"This is our mother-flesh," said Jandro.

Illia shuddered faintly at the sight. "It looks almost like an enormous cancer," she said.

They peered into the vat, the base of the mound of flesh being hidden by a thick, soupy liquid.

A technician approached as they neared the dome. He carried a long-handled instrument which he had just removed from a sterilizer. As they watched, he opened a port in the dome and thrust the instrument quickly into the mound of flesh and turned it. The mass quivered and recoiled, but the instrument withdrew, holding a core from deep within the mass. Slowly, the wound closed and the thick, dark blood ceased flowing.


The technician dropped the core into a container and carried it across the room to one of several hundred cagelike units about a foot square.

"There you see it," said Jandro. "The primeval flesh is cut out and placed within its forming box where surgical manipulation and radiation will cause the formation of the specialized cells that will turn it into one of the three abasa."

"I'd swear that is cancerous tissue," said Illia. "Whatever the purpose of these strange organs developed from it, it may be that these people have succeeded in perfecting the mutation that nature has been struggling with on Earth for thousands of generations."
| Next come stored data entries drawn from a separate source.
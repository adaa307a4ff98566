//! Income CLI commands
//!
//! Implements CLI commands for the income figure.

use clap::Subcommand;

use crate::config::settings::Settings;
use crate::error::FinbotResult;
use crate::services::LedgerService;
use crate::storage::Storage;

/// Income subcommands
#[derive(Subcommand)]
pub enum IncomeCommands {
    /// Set monthly income
    Set {
        /// Income amount (e.g., "30000" or "₹30,000.00")
        #[arg(allow_hyphen_values = true)]
        amount: String,
    },

    /// Show current income and savings
    Show,
}

/// Handle an income command
pub fn handle_income_command(
    storage: &Storage,
    settings: &Settings,
    cmd: IncomeCommands,
) -> FinbotResult<()> {
    let service = LedgerService::new(storage);
    let symbol = settings.currency_symbol.as_str();

    match cmd {
        IncomeCommands::Set { amount } => {
            let income = service.set_income(&amount)?;
            let totals = service.compute_totals()?;

            println!("Income set to {}", income.format_with_symbol(symbol));
            println!("Savings: {}", totals.savings.format_with_symbol(symbol));
            if totals.savings.is_negative() {
                println!("Warning: expenses exceed income!");
            }
        }

        IncomeCommands::Show => {
            let totals = service.compute_totals()?;

            println!("Income:         {:>16}", totals.income.format_with_symbol(symbol));
            println!(
                "Total Expenses: {:>16}",
                totals.total_expenses.format_with_symbol(symbol)
            );
            println!("Savings:        {:>16}", totals.savings.format_with_symbol(symbol));

            if totals.income.is_zero() {
                println!();
                println!("Tip: Set your income with 'finbot income set <amount>'");
            }
        }
    }

    Ok(())
}
//! Income repository
//!
//! Holds the single income scalar and writes it through to the key-value
//! store whenever it changes.

use std::sync::{Arc, RwLock};

use crate::error::FinbotError;
use crate::models::Money;

use super::bridge::{decode_income, encode_income, load_or_default, LoadWarning, INCOME_KEY};
use super::kv::KeyValueStore;

/// Repository for the income scalar
pub struct IncomeRepository {
    store: Arc<dyn KeyValueStore>,
    income: RwLock<Money>,
}

impl IncomeRepository {
    pub fn new(store: Arc<dyn KeyValueStore>) -> Self {
        Self {
            store,
            income: RwLock::new(Money::zero()),
        }
    }

    fn lock_error(e: impl std::fmt::Display) -> FinbotError {
        FinbotError::Storage(format!("Income lock poisoned: {}", e))
    }

    /// Load income from the store, defaulting to zero
    pub fn load(&self) -> Result<Option<LoadWarning>, FinbotError> {
        let (value, warning) = load_or_default(self.store.as_ref(), INCOME_KEY, decode_income);
        *self.income.write().map_err(Self::lock_error)? = value;
        Ok(warning)
    }

    pub fn get(&self) -> Result<Money, FinbotError> {
        Ok(*self.income.read().map_err(Self::lock_error)?)
    }

    /// Replace and store the income, returning the previous value
    ///
    /// A rejected store write leaves the previous value in place.
    pub fn set(&self, value: Money) -> Result<Money, FinbotError> {
        let mut income = self.income.write().map_err(Self::lock_error)?;
        self.store.set(INCOME_KEY, &encode_income(value))?;
        Ok(std::mem::replace(&mut *income, value))
    }
}

#[cfg(test)]
mod tests {
    use super::*;
    use crate::storage::kv::{test_support::RejectingStore, MemoryStore};

    #[test]
    fn test_set_and_get() {
        let repo = IncomeRepository::new(Arc::new(MemoryStore::new()));
        assert_eq!(repo.get().unwrap(), Money::zero());

        let previous = repo.set(Money::from_units(30000)).unwrap();
        assert_eq!(previous, Money::zero());
        assert_eq!(repo.get().unwrap(), Money::from_units(30000));
    }

    #[test]
    fn test_set_writes_through() {
        let store: Arc<dyn KeyValueStore> = Arc::new(MemoryStore::new());

        let repo = IncomeRepository::new(store.clone());
        repo.set(Money::from_units(5000)).unwrap();

        let reloaded = IncomeRepository::new(store.clone());
        assert!(reloaded.load().unwrap().is_none());
        assert_eq!(reloaded.get().unwrap(), Money::from_units(5000));
        assert_eq!(store.get(INCOME_KEY).unwrap().as_deref(), Some("5000.00"));
    }

    #[test]
    fn test_unparseable_income_defaults_to_zero() {
        let store: Arc<dyn KeyValueStore> = Arc::new(MemoryStore::new());
        let repo = IncomeRepository::new(store.clone());
        repo.set(Money::from_units(1)).unwrap();

        store.set(INCOME_KEY, "NaN").unwrap();
        let warning = repo.load().unwrap();

        assert!(warning.is_some());
        assert_eq!(repo.get().unwrap(), Money::zero());
    }

    #[test]
    fn test_rejected_write_keeps_previous_income() {
        let store = Arc::new(RejectingStore::default());
        let repo = IncomeRepository::new(store.clone());
        repo.set(Money::from_units(100)).unwrap();

        store.reject_writes(true);
        assert!(repo.set(Money::from_units(999)).is_err());
        assert_eq!(repo.get().unwrap(), Money::from_units(100));
    }
}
"But what could be the purpose of it?" Underwood demanded. "What abilities do these organs give that we do not already possess? I don't see any evidence in Jandro nor did I see any in Demarzule, showing the results of these organs."

"Who knows?" said Dreyer. "But I believe Illia may be right. Among us, cancerous formation has all the appearance of a mutation gone wild, yet it seems to be one that nature insists on. Perhaps with Jandro aboard the ship we can find out what these organs do."